● Aim of the task: Provide only the number of lines in the listing that contain the word "CrawlerConfig".

===============

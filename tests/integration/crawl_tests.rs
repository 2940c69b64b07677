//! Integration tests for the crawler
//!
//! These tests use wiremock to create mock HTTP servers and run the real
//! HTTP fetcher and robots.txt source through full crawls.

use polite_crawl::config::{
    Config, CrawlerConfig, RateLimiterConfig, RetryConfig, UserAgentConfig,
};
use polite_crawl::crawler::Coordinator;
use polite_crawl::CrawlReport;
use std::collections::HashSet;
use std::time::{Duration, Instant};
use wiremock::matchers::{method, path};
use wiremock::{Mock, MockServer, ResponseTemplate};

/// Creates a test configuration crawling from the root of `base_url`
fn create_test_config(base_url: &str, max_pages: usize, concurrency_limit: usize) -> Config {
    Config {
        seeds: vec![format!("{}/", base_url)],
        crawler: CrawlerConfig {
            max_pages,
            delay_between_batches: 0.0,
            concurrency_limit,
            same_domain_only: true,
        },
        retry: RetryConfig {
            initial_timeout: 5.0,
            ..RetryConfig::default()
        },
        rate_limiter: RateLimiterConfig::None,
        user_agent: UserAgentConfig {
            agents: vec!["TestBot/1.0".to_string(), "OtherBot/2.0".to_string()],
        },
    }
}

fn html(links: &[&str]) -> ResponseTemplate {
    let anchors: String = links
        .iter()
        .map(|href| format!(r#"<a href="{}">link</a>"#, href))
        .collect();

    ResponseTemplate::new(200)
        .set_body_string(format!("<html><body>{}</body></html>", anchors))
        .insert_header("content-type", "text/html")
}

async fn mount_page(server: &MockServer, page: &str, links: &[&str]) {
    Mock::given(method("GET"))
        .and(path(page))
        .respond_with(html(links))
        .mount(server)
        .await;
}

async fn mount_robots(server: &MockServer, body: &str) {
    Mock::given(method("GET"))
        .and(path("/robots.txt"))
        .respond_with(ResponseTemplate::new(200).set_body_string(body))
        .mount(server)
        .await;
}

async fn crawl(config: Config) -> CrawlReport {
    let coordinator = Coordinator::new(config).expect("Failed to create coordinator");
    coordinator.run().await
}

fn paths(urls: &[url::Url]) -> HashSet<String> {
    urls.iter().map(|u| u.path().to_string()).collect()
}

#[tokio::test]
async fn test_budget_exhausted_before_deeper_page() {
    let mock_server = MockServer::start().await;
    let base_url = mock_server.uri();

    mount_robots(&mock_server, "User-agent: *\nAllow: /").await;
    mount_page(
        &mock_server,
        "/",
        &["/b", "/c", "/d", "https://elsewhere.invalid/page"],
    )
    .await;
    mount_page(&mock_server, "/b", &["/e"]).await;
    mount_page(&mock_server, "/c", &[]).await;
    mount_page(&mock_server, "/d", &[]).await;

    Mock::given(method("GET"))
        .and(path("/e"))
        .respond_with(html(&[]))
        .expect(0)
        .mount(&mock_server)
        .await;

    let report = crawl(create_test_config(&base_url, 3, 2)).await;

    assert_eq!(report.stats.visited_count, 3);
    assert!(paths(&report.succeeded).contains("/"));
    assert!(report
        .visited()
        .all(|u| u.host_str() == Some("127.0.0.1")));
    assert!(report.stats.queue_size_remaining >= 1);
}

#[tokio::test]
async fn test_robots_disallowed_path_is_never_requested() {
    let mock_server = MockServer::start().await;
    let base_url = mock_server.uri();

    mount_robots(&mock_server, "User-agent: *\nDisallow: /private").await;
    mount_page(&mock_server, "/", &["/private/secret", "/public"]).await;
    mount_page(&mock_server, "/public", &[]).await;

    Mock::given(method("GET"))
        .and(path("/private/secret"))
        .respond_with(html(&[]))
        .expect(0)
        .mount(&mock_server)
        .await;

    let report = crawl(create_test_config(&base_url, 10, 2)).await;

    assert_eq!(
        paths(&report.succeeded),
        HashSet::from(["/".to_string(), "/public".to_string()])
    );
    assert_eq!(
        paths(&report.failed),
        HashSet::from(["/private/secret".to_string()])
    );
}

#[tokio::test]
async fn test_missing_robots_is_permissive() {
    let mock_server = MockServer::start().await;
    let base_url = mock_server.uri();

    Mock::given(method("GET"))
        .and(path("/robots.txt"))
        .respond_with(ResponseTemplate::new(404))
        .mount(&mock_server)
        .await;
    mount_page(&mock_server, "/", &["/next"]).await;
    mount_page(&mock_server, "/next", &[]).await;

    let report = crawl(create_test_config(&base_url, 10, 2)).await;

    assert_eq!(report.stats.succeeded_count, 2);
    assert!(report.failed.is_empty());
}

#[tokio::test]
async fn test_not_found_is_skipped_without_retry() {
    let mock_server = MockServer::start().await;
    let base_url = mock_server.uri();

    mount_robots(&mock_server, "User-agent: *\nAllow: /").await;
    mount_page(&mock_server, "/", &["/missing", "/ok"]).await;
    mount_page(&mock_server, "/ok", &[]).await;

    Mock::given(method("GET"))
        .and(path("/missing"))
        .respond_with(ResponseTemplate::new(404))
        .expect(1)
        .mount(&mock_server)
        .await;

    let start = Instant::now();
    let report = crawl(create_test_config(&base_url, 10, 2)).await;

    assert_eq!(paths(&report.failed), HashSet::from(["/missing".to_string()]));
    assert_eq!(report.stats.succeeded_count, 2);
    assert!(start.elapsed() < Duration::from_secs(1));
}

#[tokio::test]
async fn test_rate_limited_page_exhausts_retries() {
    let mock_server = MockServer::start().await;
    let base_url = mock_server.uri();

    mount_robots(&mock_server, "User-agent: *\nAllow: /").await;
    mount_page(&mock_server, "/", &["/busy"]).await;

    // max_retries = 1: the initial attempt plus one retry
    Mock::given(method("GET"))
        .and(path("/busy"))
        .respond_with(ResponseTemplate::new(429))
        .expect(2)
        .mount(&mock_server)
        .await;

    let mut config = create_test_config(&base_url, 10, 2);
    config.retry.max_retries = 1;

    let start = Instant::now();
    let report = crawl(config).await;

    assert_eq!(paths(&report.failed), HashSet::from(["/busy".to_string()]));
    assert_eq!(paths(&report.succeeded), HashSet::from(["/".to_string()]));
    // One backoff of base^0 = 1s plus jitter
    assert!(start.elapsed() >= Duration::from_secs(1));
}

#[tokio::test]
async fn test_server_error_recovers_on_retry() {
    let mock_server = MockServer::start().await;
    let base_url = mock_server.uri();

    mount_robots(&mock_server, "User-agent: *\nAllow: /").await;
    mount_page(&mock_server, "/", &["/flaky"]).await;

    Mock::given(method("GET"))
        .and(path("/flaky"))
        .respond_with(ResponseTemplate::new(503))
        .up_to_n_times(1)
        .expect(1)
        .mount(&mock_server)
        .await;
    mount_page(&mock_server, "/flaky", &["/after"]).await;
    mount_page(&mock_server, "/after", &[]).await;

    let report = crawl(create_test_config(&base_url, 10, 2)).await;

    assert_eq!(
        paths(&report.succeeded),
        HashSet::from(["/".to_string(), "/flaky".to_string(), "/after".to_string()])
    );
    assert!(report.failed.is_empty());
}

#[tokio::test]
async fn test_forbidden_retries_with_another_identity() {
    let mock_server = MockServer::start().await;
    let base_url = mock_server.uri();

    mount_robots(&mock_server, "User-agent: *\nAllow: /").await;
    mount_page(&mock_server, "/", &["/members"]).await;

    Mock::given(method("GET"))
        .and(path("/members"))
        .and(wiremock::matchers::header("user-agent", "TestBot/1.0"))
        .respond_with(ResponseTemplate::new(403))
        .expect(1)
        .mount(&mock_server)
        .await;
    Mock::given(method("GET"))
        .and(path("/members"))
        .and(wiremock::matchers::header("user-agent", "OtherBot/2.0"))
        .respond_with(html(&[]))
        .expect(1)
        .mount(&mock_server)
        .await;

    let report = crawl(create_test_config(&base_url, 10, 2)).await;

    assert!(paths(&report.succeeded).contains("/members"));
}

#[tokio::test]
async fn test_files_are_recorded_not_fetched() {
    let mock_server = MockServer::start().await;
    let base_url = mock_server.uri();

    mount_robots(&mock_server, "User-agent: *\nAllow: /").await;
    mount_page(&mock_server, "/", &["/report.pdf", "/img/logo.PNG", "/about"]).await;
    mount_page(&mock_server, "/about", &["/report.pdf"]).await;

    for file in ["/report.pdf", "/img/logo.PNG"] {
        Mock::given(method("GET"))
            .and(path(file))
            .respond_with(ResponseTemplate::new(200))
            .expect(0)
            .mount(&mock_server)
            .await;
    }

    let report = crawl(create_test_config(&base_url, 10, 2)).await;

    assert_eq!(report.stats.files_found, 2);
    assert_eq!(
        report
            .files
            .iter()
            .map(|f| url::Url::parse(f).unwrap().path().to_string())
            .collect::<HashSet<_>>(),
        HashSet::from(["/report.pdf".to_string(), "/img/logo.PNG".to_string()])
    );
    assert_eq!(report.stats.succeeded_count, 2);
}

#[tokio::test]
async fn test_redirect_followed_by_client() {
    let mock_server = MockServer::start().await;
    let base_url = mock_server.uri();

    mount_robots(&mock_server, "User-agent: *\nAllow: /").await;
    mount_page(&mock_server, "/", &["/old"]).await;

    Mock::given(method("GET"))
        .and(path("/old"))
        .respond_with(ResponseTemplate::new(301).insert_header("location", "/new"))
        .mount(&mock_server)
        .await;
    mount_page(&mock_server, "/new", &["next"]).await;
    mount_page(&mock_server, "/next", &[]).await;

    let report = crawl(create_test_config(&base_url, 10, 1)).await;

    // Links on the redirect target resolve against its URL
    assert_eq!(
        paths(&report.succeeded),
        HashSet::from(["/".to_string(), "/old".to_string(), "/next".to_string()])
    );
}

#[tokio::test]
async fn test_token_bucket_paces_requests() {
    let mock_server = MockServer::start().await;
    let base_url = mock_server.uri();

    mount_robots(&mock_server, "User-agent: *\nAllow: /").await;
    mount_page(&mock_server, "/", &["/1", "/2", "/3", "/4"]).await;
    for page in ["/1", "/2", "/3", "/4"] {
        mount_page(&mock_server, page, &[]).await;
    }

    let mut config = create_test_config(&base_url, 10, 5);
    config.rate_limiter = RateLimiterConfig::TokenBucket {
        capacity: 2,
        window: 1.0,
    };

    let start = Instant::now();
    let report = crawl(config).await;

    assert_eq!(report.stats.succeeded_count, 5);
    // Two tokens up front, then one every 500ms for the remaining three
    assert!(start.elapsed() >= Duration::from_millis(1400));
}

===============

● Output of the exercise: 2